Task requirements —
Take the records below and print them verbatim up to and including the line that carries "fn handle(req: spin_sdk::http::Request)".

Given entries —
....................

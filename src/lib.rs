pub mod auth;
pub mod comments;
pub mod config;
pub mod core;
pub mod feed;
pub mod follow;
pub mod groups;
pub mod handlers;
pub mod models;
pub mod posts;
pub mod static_server;
pub mod templates;
pub mod users;

#[cfg(not(target_arch = "wasm32"))]
pub mod server;

use chrono::Duration;

use crate::config::{Settings, DEFAULT_INDEX_CACHE_SECONDS};
use crate::core::cache::PageCache;
use crate::core::store::KvStore;

/// Everything a request handler needs: storage and settings.
pub struct Blog {
    store: Box<dyn KvStore>,
    settings: Settings,
}

impl Blog {
    pub fn new(store: impl KvStore + 'static, settings: Settings) -> Self {
        Self {
            store: Box::new(store),
            settings,
        }
    }

    pub fn store(&self) -> &dyn KvStore {
        self.store.as_ref()
    }

    pub fn settings(&self) -> &Settings {
        &self.settings
    }

    /// Cache for the rendered home listing.
    pub fn index_cache(&self) -> PageCache<'_> {
        let ttl = Duration::try_seconds(self.settings.index_cache_seconds)
            .unwrap_or_else(|| Duration::seconds(DEFAULT_INDEX_CACHE_SECONDS));
        PageCache::new(self.store(), ttl)
    }
}

// === Component entrypoint ===
#[cfg(target_arch = "wasm32")]
#[spin_sdk::http_component]
fn handle(req: spin_sdk::http::Request) -> anyhow::Result<spin_sdk::http::Response> {
    let store = crate::core::store::SpinStore::open_default()?;
    let blog = Blog::new(store, Settings::from_env());
    handlers::route(&blog, req)
}
pub mod models;
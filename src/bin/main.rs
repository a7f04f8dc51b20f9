#[cfg(not(target_arch = "wasm32"))]
#[actix_web::main]
async fn main() -> std::io::Result<()> {
    use tracing_subscriber::{layer::SubscriberExt, util::SubscriberInitExt};

    dotenvy::dotenv().ok();

    tracing_subscriber::registry()
        .with(
            tracing_subscriber::EnvFilter::try_from_default_env()
                .unwrap_or_else(|_| "info,actix_web=info".into()),
        )
        .with(tracing_subscriber::fmt::layer().with_target(true))
        .init();

    postboard::server::run(postboard::config::Settings::from_env()).await
}

#[cfg(target_arch = "wasm32")]
fn main() {}
use std::collections::HashMap;

use spin_sdk::http::{Method, Request, Response};
use tracing::{info, warn};

use crate::auth::{current_user, require_user};
use crate::comments::{comments_for_post, delete_comments_for_post};
use crate::config::*;
use crate::core::errors::ApiError;
use crate::core::helpers::{html, now, redirect};
use crate::core::query_params::{get_non_empty, parse_form};
use crate::core::store::{next_id, KvStore, KvStoreExt};
use crate::groups::list_groups;
use crate::models::models::{Group, Post};
use crate::templates::{self, FormErrors, PostFormView};
use crate::Blog;

/// Validated content of the post form.
#[derive(Debug, Clone, PartialEq)]
pub struct PostForm {
    pub text: String,
    pub group_id: Option<u64>,
    /// `None` keeps the current image, `Some(None)` clears it.
    pub image: Option<Option<String>>,
}

impl PostForm {
    /// Validates raw form fields. `groups` are the choices the form offered.
    pub fn parse(groups: &[Group], form: &HashMap<String, String>) -> Result<PostForm, FormErrors> {
        let mut errors = FormErrors::default();

        let text = form.get("text").map(|t| t.trim()).unwrap_or_default();
        if text.is_empty() {
            errors.add("text", "This field is required.");
        } else if text.chars().count() > MAX_POST_LENGTH {
            errors.add(
                "text",
                &format!("Ensure this value has at most {} characters.", MAX_POST_LENGTH),
            );
        }

        let mut group_id = None;
        if let Some(raw) = get_non_empty(form, "group") {
            match raw.parse::<u64>() {
                Ok(id) if groups.iter().any(|g| g.id == id) => group_id = Some(id),
                _ => errors.add(
                    "group",
                    "Select a valid choice. That choice is not one of the available choices.",
                ),
            }
        }

        let mut image = None;
        if let Some(name) = get_non_empty(form, "image") {
            match image_reference(name) {
                Some(reference) => image = Some(Some(reference)),
                None => errors.add(
                    "image",
                    "Upload a valid image. The file you uploaded was either not an image or a corrupted image.",
                ),
            }
        } else if form.contains_key("image-clear") {
            image = Some(None);
        }

        if errors.is_empty() {
            Ok(PostForm {
                text: text.to_string(),
                group_id,
                image,
            })
        } else {
            Err(errors)
        }
    }
}

/// Stored reference for an uploaded image file name, if it names an image.
pub fn image_reference(file_name: &str) -> Option<String> {
    let base = file_name
        .rsplit(&['/', '\\'][..])
        .next()
        .filter(|b| !b.is_empty() && *b != "." && *b != "..")?;
    let mime = mime_guess::from_path(base).first()?;
    if mime.type_() != mime_guess::mime::IMAGE {
        return None;
    }
    Some(format!("{}/{}", IMAGE_UPLOAD_DIR, base))
}

pub fn insert_post(store: &dyn KvStore, user_id: &str, form: PostForm) -> anyhow::Result<Post> {
    let post = Post {
        id: next_id(store, "post")?,
        user_id: user_id.to_string(),
        text: form.text,
        created_at: now(),
        updated_at: None,
        group_id: form.group_id,
        image: form.image.flatten(),
    };

    store.set_json(&post_key(post.id), &post)?;
    prepend_id(store, FEED_KEY, post.id)?;
    prepend_id(store, &user_posts_key(user_id), post.id)?;
    if let Some(group_id) = post.group_id {
        prepend_id(store, &group_posts_key(group_id), post.id)?;
    }

    info!(post_id = post.id, user_id, "post created");
    Ok(post)
}

pub fn get_post(store: &dyn KvStore, id: u64) -> anyhow::Result<Option<Post>> {
    store.get_json(&post_key(id))
}

pub fn require_post(store: &dyn KvStore, id: u64) -> Result<Post, ApiError> {
    get_post(store, id)?.ok_or_else(|| ApiError::NotFound("Post not found".to_string()))
}

pub fn update_post(store: &dyn KvStore, mut post: Post, form: PostForm) -> anyhow::Result<Post> {
    if post.group_id != form.group_id {
        if let Some(old) = post.group_id {
            remove_id(store, &group_posts_key(old), post.id)?;
        }
        if let Some(new) = form.group_id {
            prepend_id(store, &group_posts_key(new), post.id)?;
        }
    }

    post.text = form.text;
    post.group_id = form.group_id;
    if let Some(image) = form.image {
        post.image = image;
    }
    post.updated_at = Some(now());

    store.set_json(&post_key(post.id), &post)?;
    info!(post_id = post.id, "post updated");
    Ok(post)
}

/// Removes a post and, with it, every comment on it.
pub fn delete_post(store: &dyn KvStore, id: u64) -> Result<(), ApiError> {
    let post = require_post(store, id)?;

    let removed = delete_comments_for_post(store, id)?;
    remove_id(store, FEED_KEY, id)?;
    remove_id(store, &user_posts_key(&post.user_id), id)?;
    if let Some(group_id) = post.group_id {
        remove_id(store, &group_posts_key(group_id), id)?;
    }
    store.delete(&post_key(id))?;

    info!(post_id = id, comments = removed, "post deleted");
    Ok(())
}

fn prepend_id(store: &dyn KvStore, key: &str, id: u64) -> anyhow::Result<()> {
    store.update_json(key, |ids: &mut Vec<u64>| ids.insert(0, id))
}

fn remove_id(store: &dyn KvStore, key: &str, id: u64) -> anyhow::Result<()> {
    store.update_json(key, |ids: &mut Vec<u64>| ids.retain(|existing| *existing != id))
}

// === HTTP Handlers ===

pub fn post_detail(blog: &Blog, req: &Request, post_id: u64) -> Result<Response, ApiError> {
    let post = require_post(blog.store(), post_id)?;
    let viewer = current_user(blog, req)?;
    let comments = comments_for_post(blog.store(), post_id)?;
    let page = templates::post_detail_page(blog.store(), &post, &comments, viewer.as_ref())?;
    Ok(html(200, page))
}

pub fn post_create(blog: &Blog, req: &Request) -> Result<Response, ApiError> {
    let user = require_user(blog, req)?;
    let groups = list_groups(blog.store())?;

    if !matches!(req.method(), Method::Post) {
        let view = PostFormView::empty();
        return Ok(html(200, templates::post_form_page(&view, &groups, None)?));
    }

    let raw = parse_form(req.body());
    match PostForm::parse(&groups, &raw) {
        Ok(form) => {
            insert_post(blog.store(), &user.id, form)?;
            Ok(redirect(&format!("/profile/{}/", user.username)))
        }
        Err(errors) => {
            let view = PostFormView::from_input(&raw, errors);
            Ok(html(200, templates::post_form_page(&view, &groups, None)?))
        }
    }
}

pub fn post_edit(blog: &Blog, req: &Request, post_id: u64) -> Result<Response, ApiError> {
    let user = require_user(blog, req)?;
    let post = require_post(blog.store(), post_id)?;
    let detail_url = format!("/posts/{}/", post.id);

    if post.user_id != user.id {
        warn!(post_id, user_id = %user.id, "edit by non-author ignored");
        return Err(ApiError::Redirect(detail_url));
    }

    let groups = list_groups(blog.store())?;
    if !matches!(req.method(), Method::Post) {
        let view = PostFormView::from_post(&post);
        return Ok(html(200, templates::post_form_page(&view, &groups, Some(&post))?));
    }

    let raw = parse_form(req.body());
    match PostForm::parse(&groups, &raw) {
        Ok(form) => {
            update_post(blog.store(), post, form)?;
            Ok(redirect(&detail_url))
        }
        Err(errors) => {
            let view = PostFormView::from_input(&raw, errors);
            Ok(html(200, templates::post_form_page(&view, &groups, Some(&post))?))
        }
    }
}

....................

Response box —
filename src/lib.rs
pub mod auth;
pub mod comments;
pub mod config;
pub mod core;
pub mod feed;
pub mod follow;
pub mod groups;
pub mod handlers;
pub mod models;
pub mod posts;
pub mod static_server;
pub mod templates;
pub mod users;

#[cfg(not(target_arch = "wasm32"))]
pub mod server;

use chrono::Duration;

use crate::config::{Settings, DEFAULT_INDEX_CACHE_SECONDS};
use crate::core::cache::PageCache;
use crate::core::store::KvStore;

/// Everything a request handler needs: storage and settings.
pub struct Blog {
    store: Box<dyn KvStore>,
    settings: Settings,
}

impl Blog {
    pub fn new(store: impl KvStore + 'static, settings: Settings) -> Self {
        Self {
            store: Box::new(store),
            settings,
        }
    }

    pub fn store(&self) -> &dyn KvStore {
        self.store.as_ref()
    }

    pub fn settings(&self) -> &Settings {
        &self.settings
    }

    /// Cache for the rendered home listing.
    pub fn index_cache(&self) -> PageCache<'_> {
        let ttl = Duration::try_seconds(self.settings.index_cache_seconds)
            .unwrap_or_else(|| Duration::seconds(DEFAULT_INDEX_CACHE_SECONDS));
        PageCache::new(self.store(), ttl)
    }
}

// === Component entrypoint ===
#[cfg(target_arch = "wasm32")]
#[spin_sdk::http_component]
fn handle(req: spin_sdk::http::Request) -> anyhow::Result<spin_sdk::http::Response> {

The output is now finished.